_Problem statement_
Print every line below. Match each one exactly.

_Records shown_
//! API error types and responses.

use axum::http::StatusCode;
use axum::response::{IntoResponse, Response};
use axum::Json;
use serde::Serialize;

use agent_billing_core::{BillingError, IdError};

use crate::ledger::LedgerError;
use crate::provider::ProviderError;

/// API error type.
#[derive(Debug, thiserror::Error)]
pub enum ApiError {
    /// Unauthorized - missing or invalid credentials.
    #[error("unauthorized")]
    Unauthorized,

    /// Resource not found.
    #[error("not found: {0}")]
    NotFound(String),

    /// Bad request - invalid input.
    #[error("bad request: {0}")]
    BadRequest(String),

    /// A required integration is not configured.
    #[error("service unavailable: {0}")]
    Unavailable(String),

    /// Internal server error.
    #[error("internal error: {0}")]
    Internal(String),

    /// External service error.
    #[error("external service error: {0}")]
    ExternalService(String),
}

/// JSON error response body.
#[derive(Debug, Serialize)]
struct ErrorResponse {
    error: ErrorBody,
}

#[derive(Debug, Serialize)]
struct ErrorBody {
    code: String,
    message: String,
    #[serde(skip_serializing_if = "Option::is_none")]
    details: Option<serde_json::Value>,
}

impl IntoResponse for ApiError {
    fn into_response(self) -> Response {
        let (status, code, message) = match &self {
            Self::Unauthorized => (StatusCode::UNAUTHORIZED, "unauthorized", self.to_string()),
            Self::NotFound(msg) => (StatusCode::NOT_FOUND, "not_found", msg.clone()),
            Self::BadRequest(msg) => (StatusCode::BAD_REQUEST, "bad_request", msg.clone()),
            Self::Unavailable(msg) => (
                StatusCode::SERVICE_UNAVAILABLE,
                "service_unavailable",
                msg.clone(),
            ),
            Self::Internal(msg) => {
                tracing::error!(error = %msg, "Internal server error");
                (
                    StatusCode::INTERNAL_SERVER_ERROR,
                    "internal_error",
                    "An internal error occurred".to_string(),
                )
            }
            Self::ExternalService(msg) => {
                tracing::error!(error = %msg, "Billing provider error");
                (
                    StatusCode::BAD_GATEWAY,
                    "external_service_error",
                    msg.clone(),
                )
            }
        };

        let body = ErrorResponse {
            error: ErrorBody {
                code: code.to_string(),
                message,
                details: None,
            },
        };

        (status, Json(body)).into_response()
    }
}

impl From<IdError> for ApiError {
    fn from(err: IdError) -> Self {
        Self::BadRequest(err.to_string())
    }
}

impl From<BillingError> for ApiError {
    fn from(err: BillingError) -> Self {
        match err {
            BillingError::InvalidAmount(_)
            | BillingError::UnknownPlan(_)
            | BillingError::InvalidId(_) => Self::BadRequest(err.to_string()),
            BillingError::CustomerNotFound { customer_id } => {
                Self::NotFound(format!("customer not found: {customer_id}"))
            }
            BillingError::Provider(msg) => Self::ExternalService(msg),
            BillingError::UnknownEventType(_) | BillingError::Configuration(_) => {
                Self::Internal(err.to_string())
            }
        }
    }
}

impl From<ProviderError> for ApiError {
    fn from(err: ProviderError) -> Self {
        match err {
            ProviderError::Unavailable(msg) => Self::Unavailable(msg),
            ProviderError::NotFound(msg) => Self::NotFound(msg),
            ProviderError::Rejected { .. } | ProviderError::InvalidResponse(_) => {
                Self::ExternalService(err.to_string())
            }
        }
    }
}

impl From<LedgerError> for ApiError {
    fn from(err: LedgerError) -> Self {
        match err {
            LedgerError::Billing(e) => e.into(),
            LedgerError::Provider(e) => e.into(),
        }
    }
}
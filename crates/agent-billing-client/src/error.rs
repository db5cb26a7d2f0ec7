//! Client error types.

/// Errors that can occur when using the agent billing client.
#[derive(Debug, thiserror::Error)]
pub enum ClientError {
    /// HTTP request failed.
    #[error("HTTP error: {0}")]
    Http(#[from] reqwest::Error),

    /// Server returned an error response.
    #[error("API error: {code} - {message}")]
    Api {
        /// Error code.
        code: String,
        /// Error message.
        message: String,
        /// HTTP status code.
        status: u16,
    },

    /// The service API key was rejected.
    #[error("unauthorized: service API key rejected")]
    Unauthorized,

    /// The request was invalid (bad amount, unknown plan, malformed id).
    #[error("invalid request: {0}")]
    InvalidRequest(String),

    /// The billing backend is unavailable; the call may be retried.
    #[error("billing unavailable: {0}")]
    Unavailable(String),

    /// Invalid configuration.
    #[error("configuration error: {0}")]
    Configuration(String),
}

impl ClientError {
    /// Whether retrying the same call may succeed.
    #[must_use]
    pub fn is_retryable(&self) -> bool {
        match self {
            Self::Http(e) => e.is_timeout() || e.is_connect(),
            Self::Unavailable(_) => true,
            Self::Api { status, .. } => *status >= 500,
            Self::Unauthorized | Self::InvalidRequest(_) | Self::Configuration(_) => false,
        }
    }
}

_Written response_
//! API error types and responses.

use axum::http::StatusCode;
use axum::response::{IntoResponse, Response};
use axum::Json;
use serde::Serialize;

use agent_billing_core::{BillingError, IdError};

use crate::ledger::LedgerError;
use crate::provider::ProviderError;

/// API error type.
#[derive(Debug, thiserror::Error)]
pub enum ApiError {
    /// Unauthorized - missing or invalid credentials.
    #[error("unauthorized")]
    Unauthorized,

    /// Resource not found.
    #[error("not found: {0}")]
    NotFound(String),

    /// Bad request - invalid input.
    #[error("bad request: {0}")]
    BadRequest(String),

    /// A required integration is not configured.
    #[error("service unavailable: {0}")]
    Unavailable(String),

    /// Internal server error.
    #[error("internal error: {0}")]
    Internal(String),

    /// External service error.
    #[error("external service error: {0}")]
    ExternalService(String),
}

/// JSON error response body.
#[derive(Debug, Serialize)]
struct ErrorResponse {
    error: ErrorBody,
}

#[derive(Debug, Serialize)]
struct ErrorBody {
    code: String,
    message: String,
    #[serde(skip_serializing_if = "Option::is_none")]
    details: Option<serde_json::Value>,
}

impl IntoResponse for ApiError {
    fn into_response(self) -> Response {
        let (status, code, message) = match &self {
            Self::Unauthorized => (StatusCode::UNAUTHORIZED, "unauthorized", self.to_string()),
            Self::NotFound(msg) => (StatusCode::NOT_FOUND, "not_found", msg.clone()),
            Self::BadRequest(msg) => (StatusCode::BAD_REQUEST, "bad_request", msg.clone()),
            Self::Unavailable(msg) => (
                StatusCode::SERVICE_UNAVAILABLE,
                "service_unavailable",
                msg.clone(),
            ),
            Self::Internal(msg) => {
                tracing::error!(error = %msg, "Internal server error");
                (
                    StatusCode::INTERNAL_SERVER_ERROR,
                    "internal_error",
                    "An internal error occurred".to_string(),
                )
            }
            Self::ExternalService(msg) => {
                tracing::error!(error = %msg, "Billing provider error");
                (
                    StatusCode::BAD_GATEWAY,
                    "external_service_error",
                    msg.clone(),
                )
            }
        };

        let body = ErrorResponse {
            error: ErrorBody {
                code: code.to_string(),
                message,
                details: None,
            },
        };

        (status, Json(body)).into_response()
    }
}

impl From<IdError> for ApiError {
    fn from(err: IdError) -> Self {
        Self::BadRequest(err.to_string())
    }
}

impl From<BillingError> for ApiError {
    fn from(err: BillingError) -> Self {
        match err {
            BillingError::InvalidAmount(_)
            | BillingError::UnknownPlan(_)
            | BillingError::InvalidId(_) => Self::BadRequest(err.to_string()),
            BillingError::CustomerNotFound { customer_id } => {
                Self::NotFound(format!("customer not found: {customer_id}"))
            }
            BillingError::Provider(msg) => Self::ExternalService(msg),
            BillingError::UnknownEventType(_) | BillingError::Configuration(_) => {
                Self::Internal(err.to_string())
            }
        }
    }
}

impl From<ProviderError> for ApiError {
    fn from(err: ProviderError) -> Self {
        match err {
            ProviderError::Unavailable(msg) => Self::Unavailable(msg),
            ProviderError::NotFound(msg) => Self::NotFound(msg),
            ProviderError::Rejected { .. } | ProviderError::InvalidResponse(_) => {
                Self::ExternalService(err.to_string())
            }
        }
    }
}

impl From<LedgerError> for ApiError {
    fn from(err: LedgerError) -> Self {
        match err {
            LedgerError::Billing(e) => e.into(),
            LedgerError::Provider(e) => e.into(),
        }
    }
}
filename crates/agent-billing-client/src/error.rs
repository db5cb26a7d2f0ec7
//! Client error types.

/// Errors that can occur when using the agent billing client.
#[derive(Debug, thiserror::Error)]
pub enum ClientError {
    /// HTTP request failed.
    #[error("HTTP error: {0}")]
    Http(#[from] reqwest::Error),

    /// Server returned an error response.
    #[error("API error: {code} - {message}")]
    Api {
        /// Error code.
        code: String,
        /// Error message.
        message: String,
        /// HTTP status code.
        status: u16,
    },

    /// The service API key was rejected.
    #[error("unauthorized: service API key rejected")]
    Unauthorized,

    /// The request was invalid (bad amount, unknown plan, malformed id).
    #[error("invalid request: {0}")]
    InvalidRequest(String),

    /// The billing backend is unavailable; the call may be retried.
    #[error("billing unavailable: {0}")]
    Unavailable(String),

    /// Invalid configuration.
    #[error("configuration error: {0}")]
    Configuration(String),
}

impl ClientError {
    /// Whether retrying the same call may succeed.
    #[must_use]
    pub fn is_retryable(&self) -> bool {
        match self {
            Self::Http(e) => e.is_timeout() || e.is_connect(),
            Self::Unavailable(_) => true,
            Self::Api { status, .. } => *status >= 500,
            Self::Unauthorized | Self::InvalidRequest(_) | Self::Configuration(_) => false,
        }
    }
}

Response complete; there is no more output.